FOOTBALL UBER ALLES (or, The Greatest Disappearing Act)
by Andrew Williams


Before I get into my main topic, some words of observation--not observance.

We don't need help remembering what happened two years ago yesterday. I
had half-a-dozen friends who were within spitting distance of Ground Zero
in NYC and luckily they're all still here. We need more people like myself
to say that none of what the U.S. government has done since
then--police-state laws and Gestapo tactics at home, a bogus War on Some
Terrorists, and equally bogus wars in Iraq and Afghanistan (how's the
latest opium crop, Donny?)--can be justified by the events that took place
in New York City and Washington, D.C. on September 11, 2001. Just the
opposite.

The United States has reacted, typically, like a wounded behemoth,
stamping its feet all over the world, crushing innocent and guilty
indiscriminantly.
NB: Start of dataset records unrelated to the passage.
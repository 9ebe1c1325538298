use crate::System;
use color_eyre::eyre::{self, WrapErr};
use color_eyre::Report;
use serde::{Deserialize, Serialize};
use std::fmt;
use std::str::FromStr;

/// Identifies one parameter combination of a benchmark. Its textual form is
/// the name of the results directory, so the sweep driver and the results
/// parser must produce exactly the same string.
#[derive(Debug, Clone, PartialEq, Serialize, Deserialize)]
pub struct TestId {
    pub system: System,
    /// Includes the test type, e.g. `rw-kw48`.
    pub prefix: String,
    /// Total number of clients across all client machines.
    pub num_clients: usize,
    /// Only encoded in BTrDB identifiers; zero when parsed from a kawkab one.
    pub clients_per_machine: usize,
    pub batch_size: usize,
    pub record_size: usize,
    pub files_per_client: usize,
    pub write_ratio: usize,
    /// Inter-arrival time between client requests.
    pub iat: f64,
}

impl fmt::Display for TestId {
    fn fmt(&self, f: &mut fmt::Formatter<'_>) -> fmt::Result {
        match self.system {
            System::Kawkab => write!(
                f,
                "{}-nc{}-bs{}-rs{}-nf{}-wr{}-iat{}",
                self.prefix,
                self.num_clients,
                self.batch_size,
                self.record_size,
                self.files_per_client,
                self.write_ratio,
                fmt_g(self.iat)
            ),
            System::Btrdb => write!(
                f,
                "{}-nc{}-cpm{}-bs{}-rs{}-nf{}-wr{}-iat{:.2}",
                self.prefix,
                self.num_clients,
                self.clients_per_machine,
                self.batch_size,
                self.record_size,
                self.files_per_client,
                self.write_ratio,
                self.iat
            ),
        }
    }
}

impl FromStr for TestId {
    type Err = Report;

    fn from_str(id: &str) -> Result<Self, Self::Err> {
        // the iat may be in exponent form (e.g. `1e-05`), so split it first
        let (rest, iat) = id
            .rsplit_once("-iat")
            .ok_or_else(|| eyre::eyre!("test id {:?} has no iat", id))?;
        let iat = iat
            .parse::<f64>()
            .wrap_err_with(|| format!("parse iat of test id {:?}", id))?;

        // the prefix may contain dashes; pop the fields from the end
        let mut parts: Vec<_> = rest.split('-').collect();
        let write_ratio = pop_field(&mut parts, "wr", id)?;
        let files_per_client = pop_field(&mut parts, "nf", id)?;
        let record_size = pop_field(&mut parts, "rs", id)?;
        let batch_size = pop_field(&mut parts, "bs", id)?;
        let is_btrdb = parts
            .last()
            .map(|part| part.starts_with("cpm"))
            .unwrap_or(false);
        let (system, clients_per_machine) = if is_btrdb {
            (System::Btrdb, pop_field(&mut parts, "cpm", id)?)
        } else {
            (System::Kawkab, 0)
        };
        let num_clients = pop_field(&mut parts, "nc", id)?;
        if parts.is_empty() {
            eyre::bail!("test id {:?} has no prefix", id);
        }
        let prefix = parts.join("-");

        Ok(Self {
            system,
            prefix,
            num_clients,
            clients_per_machine,
            batch_size,
            record_size,
            files_per_client,
            write_ratio,
            iat,
        })
    }
}

fn pop_field(
    parts: &mut Vec<&str>,
    tag: &str,
    id: &str,
) -> Result<usize, Report> {
    let part = parts
        .pop()
        .ok_or_else(|| eyre::eyre!("test id {:?} is missing {}", id, tag))?;
    let value = part.strip_prefix(tag).ok_or_else(|| {
        eyre::eyre!("expected {} in test id {:?}, found {:?}", tag, id, part)
    })?;
    value
        .parse()
        .wrap_err_with(|| format!("parse {} of test id {:?}", tag, id))
}

/// Formats like C's `%g`: six significant digits, exponent notation when the
/// exponent is below -4 or at least 6, and no trailing zeros.
pub fn fmt_g(value: f64) -> String {
    const PRECISION: i32 = 6;
    if value == 0.0 {
        return String::from("0");
    }
    if !value.is_finite() {
        return value.to_string().to_lowercase();
    }

    // rounding to the precision may bump the exponent, so let the
    // scientific formatter find it
    let sci = format!("{:.*e}", (PRECISION - 1) as usize, value);
    let (mantissa, exponent) = sci
        .split_once('e')
        .expect("scientific notation should have an exponent");
    let exponent = exponent
        .parse::<i32>()
        .expect("scientific notation exponent should be an integer");

    if exponent < -4 || exponent >= PRECISION {
        let sign = if exponent < 0 { '-' } else { '+' };
        format!("{}e{}{:02}", trim_zeros(mantissa), sign, exponent.abs())
    } else {
        let decimals = (PRECISION - 1 - exponent) as usize;
        trim_zeros(&format!("{:.*}", decimals, value)).to_string()
    }
}

fn trim_zeros(number: &str) -> &str {
    if number.contains('.') {
        number.trim_end_matches('0').trim_end_matches('.')
    } else {
        number
    }
}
And now that Goliath has shown himself vulnerable, how
many more would-be Davids can be far behind?

Want to stop terrorism? At least reduce it? Then strike at its real roots:
our government's arrogant imperialism. Williams to Bush: Stop attacking
everybody. Apologize for past mistakes. Come clean with your motives for
your actions. Pipe dreams, perhaps. But it's the only way to stop
terrorism anywhere. (It really should be called counter-terrorism, since
the perceived initiators are perceived as terrorists themselves. But then,
the side with the most weapons and troops usually gets to call the terms.
And yes, Virginia, there are countries in this world that consider us
terrorists. They generally have good reason to, unfortunately. You can
start your research with our government's incursions in Iran, Chile and El
Salvador. Howard Zinn's *A People's History of the United States* is a
good starter for the picture at home.)

Further denials and attacks--diplomatic and military--on so-called
terror-friendly countries will only increase external opposition and make
the military and police states at home stronger. In mathematical terms,
1+1 does not equal 0. An eye for an eye and a tooth for a tooth, as I've
said before, will leave the world blind and toothless.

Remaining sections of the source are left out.